Herbert Beck, Bereichsleiter für Responsible Gaming bei Casinos Austria und den Österreichische Lotterien, referierte über die Entwicklung von Responsible Gaming Programmen als verifizierbaren und auditierbaren Tatbestand und die Entwicklung von Responsible Gaming Standards bei den European Lotteries. Die Österreichischen Lotterien haben den daraus entwickelten Zertifizierungsprozess bereits vor drei Jahren erfolgreich abgeschlossen.
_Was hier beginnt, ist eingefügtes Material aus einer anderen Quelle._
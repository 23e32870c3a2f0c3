//! Interfaces of the renderers the world renderer delegates to.
//!
//! The world renderer decides when each of these runs, against which target
//! and with which program; what they draw is their own business.

use glam::{Mat4, Vec4};

use super::backend::{ProgramId, RenderBackend, RenderTarget};
use super::batch3d::LineBatch;
use super::draw_context::DrawContext;
use super::frustum::Frustum;
use crate::assets::Assets;
use crate::camera::Camera;
use crate::error::RenderError;
use crate::level::Player;
use crate::models::Model;
use crate::weather::WeatherPreset;

pub trait ChunksRenderer {
    /// Uploads meshes that finished building since the last frame.
    fn update(&mut self, backend: &mut dyn RenderBackend);

    fn draw_chunks(
        &mut self,
        ctx: &mut DrawContext<'_>,
        camera: &Camera,
        program: ProgramId,
        frustum: Option<&Frustum>,
    );

    /// Draws shadow casters around `player_camera` as seen from
    /// `shadow_camera`.
    fn draw_shadows_pass(
        &mut self,
        ctx: &mut DrawContext<'_>,
        shadow_camera: &Camera,
        program: ProgramId,
        player_camera: &Camera,
    );

    /// Translucent geometry, back to front.
    fn draw_sorted_meshes(
        &mut self,
        ctx: &mut DrawContext<'_>,
        camera: &Camera,
        program: ProgramId,
    );
}

/// Collects model instances and draws them in one go.
pub trait ModelBatch {
    fn draw(&mut self, matrix: Mat4, tint: Vec4, model: &Model);

    fn render(&mut self, backend: &mut dyn RenderBackend, assets: &Assets, program: ProgramId);
}

pub trait EntitiesRenderer {
    fn render(
        &mut self,
        batch: &mut dyn ModelBatch,
        assets: &Assets,
        frustum: Option<&Frustum>,
        delta: f32,
        pause: bool,
    );

    fn render_debug(
        &mut self,
        ctx: &mut DrawContext<'_>,
        lines: &mut LineBatch,
        frustum: Option<&Frustum>,
    );
}

pub trait ParticlesRenderer {
    fn render(
        &mut self,
        ctx: &mut DrawContext<'_>,
        camera: &Camera,
        program: ProgramId,
        delta: f32,
    );
}

pub trait PrecipitationRenderer {
    fn render(
        &mut self,
        ctx: &mut DrawContext<'_>,
        camera: &Camera,
        program: ProgramId,
        delta: f32,
        preset: &WeatherPreset,
    );
}

pub trait TextsRenderer {
    fn render(
        &mut self,
        ctx: &mut DrawContext<'_>,
        camera: &Camera,
        hud_visible: bool,
        front_layer: bool,
    );
}

/// Outlines drawn around blocks being broken or highlighted.
pub trait BlockWrapsRenderer {
    fn draw(&mut self, ctx: &mut DrawContext<'_>, player: &Player, program: ProgramId);
}

pub trait GuidesRenderer {
    fn render_debug_lines(
        &mut self,
        ctx: &mut DrawContext<'_>,
        camera: &Camera,
        lines: &mut LineBatch,
        program: ProgramId,
        show_chunk_borders: bool,
    );
}

/// Owner of the intermediate framebuffers and the final composite.
pub trait PostProcessing {
    /// Points `ctx` at the framebuffer the world pass renders into.
    fn use_target(&mut self, ctx: &mut DrawContext<'_>, deferred: bool);

    /// Resolves the G-buffer into the scene framebuffer with the
    /// `deferred_lighting` program, whose uniforms are already written.
    fn render_deferred_shading(
        &mut self,
        ctx: &mut DrawContext<'_>,
        assets: &Assets,
        timer: f32,
        camera: &Camera,
    ) -> Result<(), RenderError>;

    /// Makes the G-buffer depth available to the scene framebuffer and
    /// returns that framebuffer.
    fn bind_depth_buffer(&mut self, backend: &mut dyn RenderBackend) -> RenderTarget;

    fn framebuffer_target(&self) -> RenderTarget;

    /// Composites the scene framebuffer onto the context's target.
    fn render(
        &mut self,
        ctx: &mut DrawContext<'_>,
        assets: &Assets,
        timer: f32,
        camera: &Camera,
    ) -> Result<(), RenderError>;
}

/// Renderer that draws nothing, for collaborators a host does not have.
#[derive(Debug, Default, Clone, Copy)]
pub struct Inactive;

impl EntitiesRenderer for Inactive {
    fn render(
        &mut self,
        _: &mut dyn ModelBatch,
        _: &Assets,
        _: Option<&Frustum>,
        _: f32,
        _: bool,
    ) {
    }

    fn render_debug(&mut self, _: &mut DrawContext<'_>, _: &mut LineBatch, _: Option<&Frustum>) {}
}

impl ParticlesRenderer for Inactive {
    fn render(&mut self, _: &mut DrawContext<'_>, _: &Camera, _: ProgramId, _: f32) {}
}

impl PrecipitationRenderer for Inactive {
    fn render(
        &mut self,
        _: &mut DrawContext<'_>,
        _: &Camera,
        _: ProgramId,
        _: f32,
        _: &WeatherPreset,
    ) {
    }
}

impl TextsRenderer for Inactive {
    fn render(&mut self, _: &mut DrawContext<'_>, _: &Camera, _: bool, _: bool) {}
}

impl BlockWrapsRenderer for Inactive {
    fn draw(&mut self, _: &mut DrawContext<'_>, _: &Player, _: ProgramId) {}
}

/// Everything the world renderer draws through but does not own the logic
/// of.
pub struct WorldCollaborators {
    pub chunks: Box<dyn ChunksRenderer>,
    pub entities: Box<dyn EntitiesRenderer>,
    pub model_batch: Box<dyn ModelBatch>,
    pub particles: Box<dyn ParticlesRenderer>,
    pub precipitation: Box<dyn PrecipitationRenderer>,
    pub texts: Box<dyn TextsRenderer>,
    pub block_wraps: Box<dyn BlockWrapsRenderer>,
    pub guides: Box<dyn GuidesRenderer>,
    pub post_processing: Box<dyn PostProcessing>,
}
Ein ähnliches "Certification Framework" wird derzeit auch von der Dachorganisation der Europäischen Casino-Industrie, der European Casino Association, unter Mitwirkung der Responsible Gaming Experten von Casinos Austria erarbeitet.

Michael Auer von der Firma a2mlab stellte die praktische Umsetzung eines Mentoringkonzept im Glücksspiel vor. Es handelt sich dabei um ein spielverlaufsorientiertes Softwareprogramm, welches Spielteilnehmern des Online-Angebotes von win2day Informationen zu ihrem Spielverhalten liefern kann. Dieses Konzept soll in etwa einem halben Jahr den Nutzern auf freiwilliger Basis zur Verfügung stehen.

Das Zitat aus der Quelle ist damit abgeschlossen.